However, those measures also deepened the country’s economic crisis and have left many Tunisians struggling to make ends meet.

Among the poorest 40% of the Tunisian population, more than three-quarters received no income at all during the two months of lockdown, according to research by Tunisia’s national statistics institute and the World Bank.

“We have no insurance, so I didn’t receive anything,” said Ali Boualeg, 82, who has had a stall in the second-hand market since the 1970s.

Amel Meddeb, head of the municipal council for the Tunis medina, said the government was paying a 200-dinar ($70) monthly stipend to individuals who were hit by the crisis, but many informal workers were not eligible.

“In the informal sector, we can’t assess whether workers are in need or not, we don’t know if they earn a lot or a little,” she explained.
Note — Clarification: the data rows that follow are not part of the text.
#[cfg(test)]
mod tests {
    use super::*;
    use crate::auth::{FixedTimestamp, StaticCredentials, canonicalize, sign};
    use crate::cache::{CacheKind, RedisSettings};
    use crate::rest::transport::{RawResponse, TransportSettings};
    use crate::rest::{Method, Params};
    use serde::Deserialize;
    use serde_json::json;
    use std::sync::atomic::{AtomicUsize, Ordering};

    /// Answers every request with the same response and counts the calls.
    #[derive(Clone)]
    struct CountingTransport<const BLOCKING: bool> {
        calls: Arc<AtomicUsize>,
        last: Arc<parking_lot::Mutex<Option<PreparedRequest>>>,
        response: RawResponse,
    }

    impl<const BLOCKING: bool> CountingTransport<BLOCKING> {
        fn answering(body: Value) -> Self {
            Self {
                calls: Arc::new(AtomicUsize::new(0)),
                last: Arc::new(parking_lot::Mutex::new(None)),
                response: RawResponse {
                    status: 200,
                    body: body.to_string(),
                },
            }
        }

        fn calls(&self) -> usize {
            self.calls.load(Ordering::SeqCst)
        }

        fn last_request(&self) -> PreparedRequest {
            self.last.lock().clone().unwrap()
        }
    }

    impl<const BLOCKING: bool> Transport for CountingTransport<BLOCKING> {
        const MODE: DispatchMode = if BLOCKING {
            DispatchMode::Blocking
        } else {
            DispatchMode::Suspending
        };

        fn open(_: &TransportSettings) -> Result<Self, BingxError> {
            Ok(Self::answering(json!({"code": 0})))
        }

        async fn send(&self, request: PreparedRequest) -> Result<RawResponse, BingxError> {
            self.calls.fetch_add(1, Ordering::SeqCst);
            *self.last.lock() = Some(request);
            Ok(self.response.clone())
        }
    }

    type AsyncCounting = CountingTransport<false>;
    type BlockingCounting = CountingTransport<true>;

    #[derive(Debug, Deserialize, PartialEq)]
    struct Pong {
        code: i64,
        data: String,
    }

    fn executor(cache_config: CacheConfig) -> Executor {
        Executor {
            base_url: "https://open-api.bingx.com".to_string(),
            credentials: Some(Arc::new(StaticCredentials::new("my-key", "my-secret"))),
            clock: Arc::new(FixedTimestamp(1_700_000_000_000)),
            cache_config: Arc::new(cache_config),
            default_cache_ttl: Some(Duration::from_secs(300)),
        }
    }

    fn pong() -> Value {
        json!({"code": 0, "data": "pong"})
    }

    #[test]
    fn test_prepare_signed_request() {
        let exec = executor(CacheConfig::disabled());
        let spec = RequestSpec::get("/openApi/spot/v1/account/balance")
            .param("recvWindow", 5000)
            .param("asset", "USDT");
        let request = exec.prepare(&spec).unwrap();

        let canonical = canonicalize(&spec.params, 1_700_000_000_000);
        let signature = sign("my-secret", &canonical).unwrap();
        assert_eq!(
            request.url,
            format!(
                "https://open-api.bingx.com/openApi/spot/v1/account/balance?asset=USDT&recvWindow=5000&timestamp=1700000000000&signature={signature}"
            )
        );
        assert_eq!(request.headers, vec![("X-BX-APIKEY", "my-key".to_string())]);
    }

    #[test]
    fn test_prepare_public_request() {
        let exec = executor(CacheConfig::disabled());
        let request = exec
            .prepare(&RequestSpec::get("openApi/swap/v2/server/time").public())
            .unwrap();
        assert_eq!(
            request.url,
            "https://open-api.bingx.com/openApi/swap/v2/server/time?timestamp=1700000000000"
        );
        assert!(request.headers.is_empty());
    }

    #[test]
    fn test_prepare_signature_override() {
        let exec = executor(CacheConfig::disabled());
        let spec = RequestSpec::post("/x")
            .param("a", 1)
            .signature_override(|query| format!("custom({})", query.len()));
        let request = exec.prepare(&spec).unwrap();
        assert!(request.url.ends_with("?a=1&timestamp=1700000000000&signature=custom(27)"));
    }

    #[test]
    fn test_prepare_missing_credentials() {
        let mut exec = executor(CacheConfig::disabled());
        exec.credentials = None;
        assert!(matches!(
            exec.prepare(&RequestSpec::get("/x")),
            Err(BingxError::MissingCredentials)
        ));
        assert!(exec.prepare(&RequestSpec::get("/x").public()).is_ok());
    }

    #[test]
    fn test_prepare_invalid_base_url() {
        let mut exec = executor(CacheConfig::disabled());
        exec.base_url = "not a url".to_string();
        assert!(matches!(
            exec.prepare(&RequestSpec::get("/x").public()),
            Err(BingxError::Url(_))
        ));
    }

    #[tokio::test]
    async fn test_get_is_served_from_cache() {
        let exec = executor(CacheConfig::new());
        let transport = AsyncCounting::answering(pong());
        let spec = RequestSpec::get("/api/v1/ping").param("foo", "bar").cached();

        let first: Decoded<Pong> = exec.execute(&transport, &spec).await.unwrap();
        let second: Decoded<Pong> = exec.execute(&transport, &spec).await.unwrap();

        assert_eq!(transport.calls(), 1);
        assert_eq!(first, second);
        assert_eq!(second.typed().unwrap().data, "pong");
    }

    #[tokio::test]
    async fn test_uncached_get_always_dispatches() {
        let exec = executor(CacheConfig::new());
        let transport = AsyncCounting::answering(pong());
        let spec = RequestSpec::get("/api/v1/ping");

        for _ in 0..2 {
            let _: Decoded<Pong> = exec.execute(&transport, &spec).await.unwrap();
        }
        assert_eq!(transport.calls(), 2);
    }

    #[tokio::test]
    async fn test_post_needs_unsafe_caching() {
        let exec = executor(CacheConfig::new());
        let transport = AsyncCounting::answering(pong());
        let spec = RequestSpec::post("/openApi/user/auth/userDataStream").cached();

        for _ in 0..2 {
            let _: Decoded<Pong> = exec.execute(&transport, &spec).await.unwrap();
        }
        assert_eq!(transport.calls(), 2);

        exec.cache_config.enable_unsafe_cache();
        for _ in 0..2 {
            let _: Decoded<Pong> = exec.execute(&transport, &spec).await.unwrap();
        }
        assert_eq!(transport.calls(), 3);
    }

    #[tokio::test]
    async fn test_schema_drift_is_not_cached() {
        let exec = executor(CacheConfig::new());
        let transport = AsyncCounting::answering(json!({"code": 0, "data": 42}));
        let spec = RequestSpec::get("/api/v1/ping").cached();

        for _ in 0..2 {
            let decoded: Decoded<Pong> = exec.execute(&transport, &spec).await.unwrap();
            assert_eq!(
                decoded.raw_payload(),
                Some(&json!({"code": 0, "data": 42}))
            );
        }
        assert_eq!(transport.calls(), 2);
    }

    #[tokio::test]
    async fn test_api_error_is_not_cached() {
        let exec = executor(CacheConfig::new());
        let transport = AsyncCounting::answering(json!({"code": 100413, "msg": "Incorrect apiKey"}));
        let spec = RequestSpec::get("/api/v1/ping").cached();

        for _ in 0..2 {
            let err = exec.execute::<Pong, _>(&transport, &spec).await.unwrap_err();
            assert!(err.as_api().unwrap().is_invalid_key());
        }
        assert_eq!(transport.calls(), 2);
    }

    #[tokio::test]
    async fn test_disabled_cache_is_noop() {
        let exec = executor(CacheConfig::disabled());
        let transport = AsyncCounting::answering(pong());
        let spec = RequestSpec::get("/api/v1/ping").cached();

        for _ in 0..2 {
            let _: Decoded<Pong> = exec.execute(&transport, &spec).await.unwrap();
        }
        assert_eq!(transport.calls(), 2);
    }

    #[tokio::test]
    async fn test_unique_attribute_separates_entries() {
        let exec = executor(CacheConfig::new());
        let transport = AsyncCounting::answering(pong());
        let a = RequestSpec::get("/p").cached().unique_cache_attribute("acct-a");
        let b = RequestSpec::get("/p").cached().unique_cache_attribute("acct-b");

        let _: Decoded<Pong> = exec.execute(&transport, &a).await.unwrap();
        let _: Decoded<Pong> = exec.execute(&transport, &b).await.unwrap();
        let _: Decoded<Pong> = exec.execute(&transport, &a).await.unwrap();
        assert_eq!(transport.calls(), 2);
    }

    #[tokio::test]
    async fn test_invalidate_forces_refetch() {
        let exec = executor(CacheConfig::new());
        let transport = AsyncCounting::answering(pong());
        let spec = RequestSpec::get("/p").cached();

        let _: Decoded<Pong> = exec.execute(&transport, &spec).await.unwrap();
        exec.invalidate(&spec, DispatchMode::Suspending).await.unwrap();
        let _: Decoded<Pong> = exec.execute(&transport, &spec).await.unwrap();
        assert_eq!(transport.calls(), 2);
    }

    #[tokio::test]
    async fn test_async_mode_uses_async_cache() {
        let backend = CacheBackend::create(CacheKind::AsyncMemory, &RedisSettings::default()).unwrap();
        let exec = executor(CacheConfig::with_backend(backend));
        let transport = AsyncCounting::answering(pong());
        let spec = RequestSpec::get("/p").cached();

        for _ in 0..3 {
            let _: Decoded<Pong> = exec.execute(&transport, &spec).await.unwrap();
        }
        assert_eq!(transport.calls(), 1);
    }

    #[test]
    fn test_blocking_mode_skips_async_cache() {
        let backend = CacheBackend::create(CacheKind::AsyncMemory, &RedisSettings::default()).unwrap();
        let exec = executor(CacheConfig::with_backend(backend));
        let transport = BlockingCounting::answering(pong());
        let spec = RequestSpec::get("/p").cached();

        for _ in 0..2 {
            let decoded: Decoded<Pong> =
                futures::executor::block_on(exec.execute(&transport, &spec)).unwrap();
            assert!(decoded.is_typed());
        }
        assert_eq!(transport.calls(), 2);
        assert!(futures::executor::block_on(exec.invalidate(&spec, DispatchMode::Blocking)).is_err());
    }

    #[test]
    fn test_blocking_mode_uses_sync_cache() {
        let exec = executor(CacheConfig::new());
        let transport = BlockingCounting::answering(pong());
        let spec = RequestSpec::get("/p").cached();

        for _ in 0..2 {
            let _: Decoded<Pong> =
                futures::executor::block_on(exec.execute(&transport, &spec)).unwrap();
        }
        assert_eq!(transport.calls(), 1);
    }

    #[tokio::test]
    async fn test_broken_cache_degrades_to_miss() {
        let settings = RedisSettings::new("127.0.0.1", 1).timeout(Duration::from_millis(500));
        let backend = CacheBackend::create(CacheKind::AsyncRedis, &settings).unwrap();
        let exec = executor(CacheConfig::with_backend(backend));
        let transport = AsyncCounting::answering(pong());
        let spec = RequestSpec::get("/p").cached();

        for _ in 0..2 {
            let decoded: Decoded<Pong> = exec.execute(&transport, &spec).await.unwrap();
            assert!(decoded.is_typed());
        }
        assert_eq!(transport.calls(), 2);
    }

    #[tokio::test]
    async fn test_cache_snapshot_survives_swap() {
        let exec = executor(CacheConfig::new());
        let transport = AsyncCounting::answering(pong());
        let spec = RequestSpec::get("/p").cached();

        let _: Decoded<Pong> = exec.execute(&transport, &spec).await.unwrap();
        exec.cache_config
            .set_cache(CacheKind::SyncMemory, &RedisSettings::default())
            .unwrap();
        let _: Decoded<Pong> = exec.execute(&transport, &spec).await.unwrap();

        // The fresh backend starts empty.
        assert_eq!(transport.calls(), 2);
    }

    #[tokio::test]
    async fn test_request_level_ttl_wins() {
        let exec = executor(CacheConfig::new());
        let transport = AsyncCounting::answering(pong());
        let spec = RequestSpec::get("/p")
            .cached()
            .cache_ttl(Duration::from_millis(20));

        let _: Decoded<Pong> = exec.execute(&transport, &spec).await.unwrap();
        tokio::time::sleep(Duration::from_millis(40)).await;
        let _: Decoded<Pong> = exec.execute(&transport, &spec).await.unwrap();
        assert_eq!(transport.calls(), 2);
    }

    #[tokio::test]
    async fn test_method_reaches_transport() {
        let exec = executor(CacheConfig::disabled());
        let transport = AsyncCounting::answering(pong());
        let spec = RequestSpec::delete("/openApi/user/auth/userDataStream")
            .params(Params::new().with("listenKey", "abc"));

        let _: Decoded<Pong> = exec.execute(&transport, &spec).await.unwrap();
        let sent = transport.last_request();
        assert_eq!(sent.method, Method::Delete);
        assert!(sent.url.contains("listenKey=abc&timestamp="));
    }
}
The municipality has offered to help repair the damage caused by the fire and sees this as a good occasion to “study the situation of the fripe,” said Meddeb.

That could include formalising the marketplace by allocating spaces, registering the sellers – who currently pay the municipality a small, annual licence fee – and improving the layout to prevent future fires, she noted.

But the vendors are wary of the council’s plans, worried that authorities will “take this place” said Mohamed Ayari, a 62-year-old seller, as he sat on a cushion and surveilled the construction workers rebuilding his stall.

This mistrust can be traced back to the origins of the fripe, said Grueneisl.

ACTION: Mohamed Ayari, a market seller in Tunis, Tunisia, took the initiative to quickly rebuild the market, before the municipality would have a chance to “take this place”. PHOTO: Thomson Reuters Foundation/ Layli Foroudi

One of the poorest neighbourhoods in the medina, Hafsia was declared a “health hazard” by the French authorities in 1928, and over the following decade, many of the buildings were demolished.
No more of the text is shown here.